How do you solve Number of Increasing Paths in a Grid on LeetCode?

Number of Increasing Paths in a Grid (LeetCode #2328) can be solved using Brute Force or Optimal Solution. The optimal approach is Optimal Solution with O(m * n * log(m * n)) time complexity and O(m * n) space complexity. Key insight: Dynamic programming helps avoid recalculating paths for cells already processed.

What is the time complexity of Number of Increasing Paths in a Grid?

The optimal solution for Number of Increasing Paths in a Grid runs in O(m * n * log(m * n)) time and uses O(m * n) space. The complexity is dominated by the sorting step, which is O(m * n * log(m * n)), followed by a linear pass through the cells to update the DP table.

What is the brute force solution for Number of Increasing Paths in a Grid?

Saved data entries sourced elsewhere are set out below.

//! Legal move enumeration and move application.

use super::turn::to_move;
use crate::{Board, MoveError, Position, Square};
use strum::IntoEnumIterator;
use tracing::instrument;

/// Returns the positions of all empty squares, in row-major order.
///
/// The order carries no game meaning but is fixed so callers and
/// tests see deterministic enumeration. Returns an empty vector on a
/// full board.
#[instrument]
pub fn legal_moves(board: &Board) -> Vec<Position> {
    Position::iter().filter(|&pos| board.is_empty(pos)).collect()
}

/// Applies a move at `pos` for the player to move, returning the
/// resulting board. The input board is left untouched.
///
/// # Errors
///
/// Returns [`MoveError::SquareOccupied`] if the target square is not
/// empty. This never arises for positions taken from [`legal_moves`].
#[instrument]
pub fn apply(board: &Board, pos: Position) -> Result<Board, MoveError> {
    if !board.is_empty(pos) {
        return Err(MoveError::SquareOccupied(pos));
    }
    Ok(board.with(pos, Square::Occupied(to_move(board))))
}
//! Win detection logic for tic-tac-toe.

use crate::{Board, Player, Position, Square};
use tracing::instrument;

/// The 8 winning lines: 3 rows, then 3 columns, then 2 diagonals.
///
/// [`check_winner`] scans them in this order. Legal alternating play
/// can only produce one winner, but on arbitrary boards the scan
/// order determines which line is reported, so it stays fixed.
pub const WINNING_LINES: [[Position; 3]; 8] = [
    // Rows
    [Position::TopLeft, Position::TopCenter, Position::TopRight],
    [
        Position::MiddleLeft,
        Position::Center,
        Position::MiddleRight,
    ],
    [
        Position::BottomLeft,
        Position::BottomCenter,
        Position::BottomRight,
    ],
    // Columns
    [
        Position::TopLeft,
        Position::MiddleLeft,
        Position::BottomLeft,
    ],
    [
        Position::TopCenter,
        Position::Center,
        Position::BottomCenter,
    ],
    [
        Position::TopRight,
        Position::MiddleRight,
        Position::BottomRight,
    ],
    // Diagonals
    [Position::TopLeft, Position::Center, Position::BottomRight],
    [Position::TopRight, Position::Center, Position::BottomLeft],
];

/// Checks if there is a winner on the board.
///
/// Returns `Some(player)` for the first line in [`WINNING_LINES`]
/// held entirely by one player, `None` otherwise.
#[instrument]
pub fn check_winner(board: &Board) -> Option<Player> {
    for [a, b, c] in WINNING_LINES {
        let sq = board.get(a);
        if sq != Square::Empty && sq == board.get(b) && sq == board.get(c) {
            return match sq {
                Square::Occupied(player) => Some(player),
                Square::Empty => None,
            };
        }
    }

    None
}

The brute force approach for Number of Increasing Paths in a Grid is Brute Force, with O(m * n * 4^k) time complexity and O(m * n) space complexity. The brute force approach involves exploring all possible paths starting from each cell in the grid. This means recursively checking all adjacent cells to find increasing paths, which can be very slow due to overlapping subproblems. The optimal Optimal Solution approach improves this to O(m * n * log(m * n)).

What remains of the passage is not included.